━━ GIVEN RECORDS ━━

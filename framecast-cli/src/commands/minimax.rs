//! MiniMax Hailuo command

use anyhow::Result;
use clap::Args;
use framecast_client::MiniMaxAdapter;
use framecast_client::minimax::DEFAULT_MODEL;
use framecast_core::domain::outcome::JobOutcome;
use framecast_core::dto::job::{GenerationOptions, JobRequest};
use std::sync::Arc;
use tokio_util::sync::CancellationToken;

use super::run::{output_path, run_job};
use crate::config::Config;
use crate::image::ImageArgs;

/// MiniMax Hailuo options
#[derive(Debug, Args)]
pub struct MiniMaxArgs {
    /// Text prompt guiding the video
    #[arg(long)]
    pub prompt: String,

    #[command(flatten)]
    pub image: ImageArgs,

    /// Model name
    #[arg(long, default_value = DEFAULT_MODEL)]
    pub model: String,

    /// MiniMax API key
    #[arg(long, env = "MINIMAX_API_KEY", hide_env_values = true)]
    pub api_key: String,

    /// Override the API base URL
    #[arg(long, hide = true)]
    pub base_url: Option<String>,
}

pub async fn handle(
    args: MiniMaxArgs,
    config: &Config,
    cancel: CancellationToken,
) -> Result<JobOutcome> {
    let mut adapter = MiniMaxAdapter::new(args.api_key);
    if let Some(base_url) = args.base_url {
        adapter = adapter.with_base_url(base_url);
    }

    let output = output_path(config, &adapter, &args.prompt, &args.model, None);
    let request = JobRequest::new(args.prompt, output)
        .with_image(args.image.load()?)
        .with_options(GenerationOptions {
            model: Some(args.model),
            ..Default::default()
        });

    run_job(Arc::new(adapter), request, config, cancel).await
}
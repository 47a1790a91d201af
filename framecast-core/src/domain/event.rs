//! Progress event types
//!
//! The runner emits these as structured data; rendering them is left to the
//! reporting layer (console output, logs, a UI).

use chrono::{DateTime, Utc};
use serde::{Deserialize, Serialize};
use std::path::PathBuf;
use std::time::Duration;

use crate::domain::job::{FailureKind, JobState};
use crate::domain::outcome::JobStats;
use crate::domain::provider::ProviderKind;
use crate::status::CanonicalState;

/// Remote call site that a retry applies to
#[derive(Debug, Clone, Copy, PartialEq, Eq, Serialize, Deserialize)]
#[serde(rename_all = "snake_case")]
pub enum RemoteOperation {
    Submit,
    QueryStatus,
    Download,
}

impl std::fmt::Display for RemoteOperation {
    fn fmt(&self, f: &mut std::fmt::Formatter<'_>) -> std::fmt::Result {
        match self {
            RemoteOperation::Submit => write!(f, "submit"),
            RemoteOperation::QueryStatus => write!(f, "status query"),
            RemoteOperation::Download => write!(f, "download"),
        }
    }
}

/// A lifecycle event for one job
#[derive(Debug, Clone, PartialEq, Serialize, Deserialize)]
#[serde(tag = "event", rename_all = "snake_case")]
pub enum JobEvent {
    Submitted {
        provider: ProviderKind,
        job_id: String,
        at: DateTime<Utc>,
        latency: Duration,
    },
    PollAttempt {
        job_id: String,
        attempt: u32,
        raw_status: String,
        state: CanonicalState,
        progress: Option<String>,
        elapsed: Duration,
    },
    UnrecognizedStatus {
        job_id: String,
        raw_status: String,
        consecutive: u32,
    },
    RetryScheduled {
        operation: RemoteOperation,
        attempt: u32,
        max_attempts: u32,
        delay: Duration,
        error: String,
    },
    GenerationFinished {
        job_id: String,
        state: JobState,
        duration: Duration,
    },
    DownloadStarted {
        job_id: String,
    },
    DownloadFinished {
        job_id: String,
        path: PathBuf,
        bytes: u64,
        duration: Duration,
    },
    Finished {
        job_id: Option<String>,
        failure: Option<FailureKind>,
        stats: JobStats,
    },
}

━━━
━━ GIVEN RECORDS ━━

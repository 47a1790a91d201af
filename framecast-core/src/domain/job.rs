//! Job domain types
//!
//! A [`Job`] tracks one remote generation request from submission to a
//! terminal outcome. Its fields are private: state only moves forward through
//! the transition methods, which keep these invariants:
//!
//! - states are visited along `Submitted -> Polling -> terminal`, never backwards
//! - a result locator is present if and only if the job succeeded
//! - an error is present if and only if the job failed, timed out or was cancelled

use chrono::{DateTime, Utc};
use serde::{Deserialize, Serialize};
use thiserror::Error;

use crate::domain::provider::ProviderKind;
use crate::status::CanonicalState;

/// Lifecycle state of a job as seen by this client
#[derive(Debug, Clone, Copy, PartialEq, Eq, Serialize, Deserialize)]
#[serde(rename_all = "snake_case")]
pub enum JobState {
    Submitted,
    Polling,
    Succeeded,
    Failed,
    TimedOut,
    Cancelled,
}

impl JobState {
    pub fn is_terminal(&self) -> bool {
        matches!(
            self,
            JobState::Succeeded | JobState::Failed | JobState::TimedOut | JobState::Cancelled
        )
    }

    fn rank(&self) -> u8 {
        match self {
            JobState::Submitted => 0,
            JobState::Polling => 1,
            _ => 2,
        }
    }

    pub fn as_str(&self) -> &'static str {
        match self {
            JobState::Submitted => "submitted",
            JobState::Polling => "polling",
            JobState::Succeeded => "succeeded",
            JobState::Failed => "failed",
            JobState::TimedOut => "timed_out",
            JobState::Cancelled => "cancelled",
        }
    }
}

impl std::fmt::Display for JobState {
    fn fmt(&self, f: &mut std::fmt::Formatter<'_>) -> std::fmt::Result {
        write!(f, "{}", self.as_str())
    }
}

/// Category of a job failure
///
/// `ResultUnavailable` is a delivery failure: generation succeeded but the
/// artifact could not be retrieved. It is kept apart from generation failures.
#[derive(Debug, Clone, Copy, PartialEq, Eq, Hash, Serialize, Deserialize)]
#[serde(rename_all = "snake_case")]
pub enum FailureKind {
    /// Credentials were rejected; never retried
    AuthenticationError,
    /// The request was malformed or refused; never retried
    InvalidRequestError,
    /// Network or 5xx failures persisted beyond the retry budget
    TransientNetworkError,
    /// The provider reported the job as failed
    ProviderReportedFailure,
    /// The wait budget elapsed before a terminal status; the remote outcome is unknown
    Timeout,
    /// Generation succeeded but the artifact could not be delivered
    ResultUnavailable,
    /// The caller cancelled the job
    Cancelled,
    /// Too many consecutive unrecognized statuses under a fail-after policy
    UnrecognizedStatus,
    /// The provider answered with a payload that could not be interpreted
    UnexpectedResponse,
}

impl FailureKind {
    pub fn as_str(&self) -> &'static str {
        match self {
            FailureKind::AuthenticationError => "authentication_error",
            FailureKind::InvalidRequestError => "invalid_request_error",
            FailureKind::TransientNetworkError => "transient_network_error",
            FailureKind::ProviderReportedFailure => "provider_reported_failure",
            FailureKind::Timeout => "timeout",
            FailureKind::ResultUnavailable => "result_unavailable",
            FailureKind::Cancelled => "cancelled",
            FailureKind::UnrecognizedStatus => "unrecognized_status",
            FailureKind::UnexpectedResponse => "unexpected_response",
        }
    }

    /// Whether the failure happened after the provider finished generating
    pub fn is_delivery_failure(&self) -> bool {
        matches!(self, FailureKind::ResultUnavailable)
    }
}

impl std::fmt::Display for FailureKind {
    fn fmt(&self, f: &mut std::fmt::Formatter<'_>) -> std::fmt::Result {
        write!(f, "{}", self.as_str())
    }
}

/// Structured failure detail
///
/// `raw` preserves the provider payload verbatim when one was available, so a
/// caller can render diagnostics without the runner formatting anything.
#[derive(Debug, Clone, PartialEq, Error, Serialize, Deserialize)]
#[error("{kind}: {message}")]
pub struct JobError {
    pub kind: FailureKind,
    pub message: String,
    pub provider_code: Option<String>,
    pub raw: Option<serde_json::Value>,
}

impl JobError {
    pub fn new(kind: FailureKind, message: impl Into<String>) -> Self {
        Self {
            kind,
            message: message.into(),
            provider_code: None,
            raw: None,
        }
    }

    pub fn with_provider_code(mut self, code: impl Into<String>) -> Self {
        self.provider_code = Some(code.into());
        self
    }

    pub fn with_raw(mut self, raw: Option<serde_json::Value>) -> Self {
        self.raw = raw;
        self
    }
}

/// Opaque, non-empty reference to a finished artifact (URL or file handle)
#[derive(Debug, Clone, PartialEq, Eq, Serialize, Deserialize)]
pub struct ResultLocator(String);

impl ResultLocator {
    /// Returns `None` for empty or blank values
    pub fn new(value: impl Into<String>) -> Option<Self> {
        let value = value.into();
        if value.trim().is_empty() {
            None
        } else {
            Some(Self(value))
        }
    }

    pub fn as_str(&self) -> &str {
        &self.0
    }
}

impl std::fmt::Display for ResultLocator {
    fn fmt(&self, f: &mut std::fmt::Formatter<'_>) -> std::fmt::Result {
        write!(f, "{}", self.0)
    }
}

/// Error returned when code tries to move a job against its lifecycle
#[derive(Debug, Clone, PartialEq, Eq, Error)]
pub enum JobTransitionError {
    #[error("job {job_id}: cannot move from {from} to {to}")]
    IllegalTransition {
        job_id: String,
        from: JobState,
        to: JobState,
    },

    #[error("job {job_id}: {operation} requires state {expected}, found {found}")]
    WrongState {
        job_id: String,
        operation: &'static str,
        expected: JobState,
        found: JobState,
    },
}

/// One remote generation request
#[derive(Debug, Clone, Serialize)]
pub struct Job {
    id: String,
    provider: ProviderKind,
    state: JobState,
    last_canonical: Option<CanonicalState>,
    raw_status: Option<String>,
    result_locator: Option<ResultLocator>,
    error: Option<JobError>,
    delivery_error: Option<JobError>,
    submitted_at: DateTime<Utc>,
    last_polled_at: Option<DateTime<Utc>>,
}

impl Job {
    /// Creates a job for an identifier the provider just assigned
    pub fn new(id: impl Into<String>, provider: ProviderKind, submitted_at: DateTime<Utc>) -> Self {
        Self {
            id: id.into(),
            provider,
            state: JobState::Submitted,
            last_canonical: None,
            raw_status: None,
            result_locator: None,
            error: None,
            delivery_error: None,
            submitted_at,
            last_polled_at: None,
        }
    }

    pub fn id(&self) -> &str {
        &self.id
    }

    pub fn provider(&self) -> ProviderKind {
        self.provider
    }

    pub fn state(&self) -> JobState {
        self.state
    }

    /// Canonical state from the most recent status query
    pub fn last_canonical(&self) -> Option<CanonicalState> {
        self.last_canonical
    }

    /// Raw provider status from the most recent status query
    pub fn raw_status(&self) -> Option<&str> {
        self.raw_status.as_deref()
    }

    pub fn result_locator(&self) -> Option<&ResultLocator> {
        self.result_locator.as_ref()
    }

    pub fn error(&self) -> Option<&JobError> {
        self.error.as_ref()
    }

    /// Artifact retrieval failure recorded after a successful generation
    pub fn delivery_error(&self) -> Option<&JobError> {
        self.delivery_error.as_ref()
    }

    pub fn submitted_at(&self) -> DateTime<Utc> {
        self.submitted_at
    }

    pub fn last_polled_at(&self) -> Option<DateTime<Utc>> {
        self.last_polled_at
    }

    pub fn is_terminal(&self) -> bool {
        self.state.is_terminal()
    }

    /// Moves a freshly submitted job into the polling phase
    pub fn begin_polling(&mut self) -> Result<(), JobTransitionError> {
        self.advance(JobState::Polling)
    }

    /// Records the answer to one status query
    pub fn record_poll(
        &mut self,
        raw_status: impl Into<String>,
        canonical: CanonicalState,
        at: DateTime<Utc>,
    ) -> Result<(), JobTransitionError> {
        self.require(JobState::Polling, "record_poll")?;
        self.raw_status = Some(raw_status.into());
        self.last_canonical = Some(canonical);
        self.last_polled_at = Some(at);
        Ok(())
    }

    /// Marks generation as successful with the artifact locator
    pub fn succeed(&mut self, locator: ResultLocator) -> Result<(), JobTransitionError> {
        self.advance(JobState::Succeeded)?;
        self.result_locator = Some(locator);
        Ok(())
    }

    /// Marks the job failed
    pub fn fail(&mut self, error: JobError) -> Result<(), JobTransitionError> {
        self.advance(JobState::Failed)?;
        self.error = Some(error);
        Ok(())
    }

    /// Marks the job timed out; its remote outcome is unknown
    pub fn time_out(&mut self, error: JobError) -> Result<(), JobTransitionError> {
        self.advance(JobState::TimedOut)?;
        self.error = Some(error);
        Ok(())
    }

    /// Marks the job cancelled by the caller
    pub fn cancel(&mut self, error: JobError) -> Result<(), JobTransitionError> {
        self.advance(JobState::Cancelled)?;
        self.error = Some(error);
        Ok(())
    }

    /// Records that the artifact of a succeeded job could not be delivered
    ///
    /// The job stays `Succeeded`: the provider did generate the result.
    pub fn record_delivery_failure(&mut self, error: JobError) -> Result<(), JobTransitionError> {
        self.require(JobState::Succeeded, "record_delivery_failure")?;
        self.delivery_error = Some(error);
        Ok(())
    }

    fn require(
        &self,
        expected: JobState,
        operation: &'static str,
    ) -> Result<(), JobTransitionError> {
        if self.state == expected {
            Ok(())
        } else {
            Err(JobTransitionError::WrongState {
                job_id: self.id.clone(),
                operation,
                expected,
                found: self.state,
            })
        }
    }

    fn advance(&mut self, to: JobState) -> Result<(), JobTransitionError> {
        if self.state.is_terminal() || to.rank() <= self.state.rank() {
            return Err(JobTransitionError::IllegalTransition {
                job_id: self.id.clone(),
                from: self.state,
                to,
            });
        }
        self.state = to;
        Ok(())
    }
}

━━━
━━ GIVEN RECORDS ━━

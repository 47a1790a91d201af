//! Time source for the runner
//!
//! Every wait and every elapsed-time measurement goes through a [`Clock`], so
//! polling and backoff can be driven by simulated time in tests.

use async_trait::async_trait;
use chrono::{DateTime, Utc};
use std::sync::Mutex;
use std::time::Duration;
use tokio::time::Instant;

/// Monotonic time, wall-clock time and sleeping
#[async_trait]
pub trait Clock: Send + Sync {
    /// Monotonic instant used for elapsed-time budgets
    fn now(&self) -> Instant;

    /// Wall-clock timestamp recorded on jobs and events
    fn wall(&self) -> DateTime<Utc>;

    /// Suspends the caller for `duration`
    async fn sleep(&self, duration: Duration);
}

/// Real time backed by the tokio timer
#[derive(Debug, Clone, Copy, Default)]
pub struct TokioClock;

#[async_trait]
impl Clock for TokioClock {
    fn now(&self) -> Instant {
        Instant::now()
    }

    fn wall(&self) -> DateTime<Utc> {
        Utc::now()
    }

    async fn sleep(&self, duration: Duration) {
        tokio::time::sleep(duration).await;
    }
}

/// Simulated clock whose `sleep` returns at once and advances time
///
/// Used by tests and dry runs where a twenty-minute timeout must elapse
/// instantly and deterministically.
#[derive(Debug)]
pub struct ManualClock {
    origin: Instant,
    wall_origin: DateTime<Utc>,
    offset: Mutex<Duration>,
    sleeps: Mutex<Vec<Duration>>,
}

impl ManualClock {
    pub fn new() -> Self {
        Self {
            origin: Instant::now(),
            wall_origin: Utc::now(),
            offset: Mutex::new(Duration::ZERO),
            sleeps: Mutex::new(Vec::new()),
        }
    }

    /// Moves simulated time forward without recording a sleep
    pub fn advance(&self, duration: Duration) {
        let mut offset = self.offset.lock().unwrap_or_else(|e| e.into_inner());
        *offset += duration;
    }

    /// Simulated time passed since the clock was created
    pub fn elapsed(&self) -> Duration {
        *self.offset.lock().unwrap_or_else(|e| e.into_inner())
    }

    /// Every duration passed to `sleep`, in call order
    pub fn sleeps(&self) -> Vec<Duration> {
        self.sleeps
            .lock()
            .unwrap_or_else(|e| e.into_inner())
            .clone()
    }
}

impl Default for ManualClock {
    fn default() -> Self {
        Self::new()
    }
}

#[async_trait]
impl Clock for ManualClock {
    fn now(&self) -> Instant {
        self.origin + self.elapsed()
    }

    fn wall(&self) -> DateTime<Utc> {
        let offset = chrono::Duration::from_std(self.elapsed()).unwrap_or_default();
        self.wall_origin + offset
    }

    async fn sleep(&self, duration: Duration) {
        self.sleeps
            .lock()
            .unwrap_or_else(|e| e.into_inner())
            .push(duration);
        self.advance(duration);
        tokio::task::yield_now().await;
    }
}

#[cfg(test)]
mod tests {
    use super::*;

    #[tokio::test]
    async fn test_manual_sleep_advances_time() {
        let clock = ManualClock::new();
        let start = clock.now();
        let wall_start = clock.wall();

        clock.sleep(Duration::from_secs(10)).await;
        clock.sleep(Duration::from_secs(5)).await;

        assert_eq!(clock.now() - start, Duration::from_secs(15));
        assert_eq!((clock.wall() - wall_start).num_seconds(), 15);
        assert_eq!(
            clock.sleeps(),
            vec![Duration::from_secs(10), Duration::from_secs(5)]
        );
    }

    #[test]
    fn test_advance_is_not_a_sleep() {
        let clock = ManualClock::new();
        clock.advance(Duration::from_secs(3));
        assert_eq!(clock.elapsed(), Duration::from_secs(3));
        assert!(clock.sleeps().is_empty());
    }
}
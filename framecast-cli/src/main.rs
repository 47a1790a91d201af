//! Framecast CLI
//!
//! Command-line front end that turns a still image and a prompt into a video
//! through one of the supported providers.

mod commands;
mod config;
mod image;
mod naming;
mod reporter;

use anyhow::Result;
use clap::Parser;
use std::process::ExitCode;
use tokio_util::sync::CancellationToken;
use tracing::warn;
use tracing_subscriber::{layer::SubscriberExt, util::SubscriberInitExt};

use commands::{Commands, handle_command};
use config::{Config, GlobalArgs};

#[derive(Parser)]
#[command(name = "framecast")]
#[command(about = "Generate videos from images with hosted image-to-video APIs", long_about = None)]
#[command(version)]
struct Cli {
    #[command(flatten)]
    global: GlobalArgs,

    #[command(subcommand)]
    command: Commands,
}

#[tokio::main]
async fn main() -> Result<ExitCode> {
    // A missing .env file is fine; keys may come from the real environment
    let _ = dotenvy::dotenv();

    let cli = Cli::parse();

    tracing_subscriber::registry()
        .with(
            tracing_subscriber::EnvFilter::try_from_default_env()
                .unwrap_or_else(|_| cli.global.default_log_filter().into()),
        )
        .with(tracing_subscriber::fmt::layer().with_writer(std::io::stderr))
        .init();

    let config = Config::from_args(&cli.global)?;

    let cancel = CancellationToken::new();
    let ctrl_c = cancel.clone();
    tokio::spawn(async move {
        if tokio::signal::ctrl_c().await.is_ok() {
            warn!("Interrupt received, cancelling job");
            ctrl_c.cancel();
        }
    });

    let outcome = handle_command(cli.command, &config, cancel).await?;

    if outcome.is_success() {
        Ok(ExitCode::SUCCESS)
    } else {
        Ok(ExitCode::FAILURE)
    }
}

━━━

- WHAT YOU NEED TO DO: Copy whichever lines in the listing above hold "crate".

- RESPONSE:
use crate::config::Config;
use crate::image::ImageArgs;
use crate::domain::job::{FailureKind, JobState};
use crate::domain::outcome::JobStats;
use crate::domain::provider::ProviderKind;
use crate::status::CanonicalState;
use crate::domain::provider::ProviderKind;
use crate::status::CanonicalState;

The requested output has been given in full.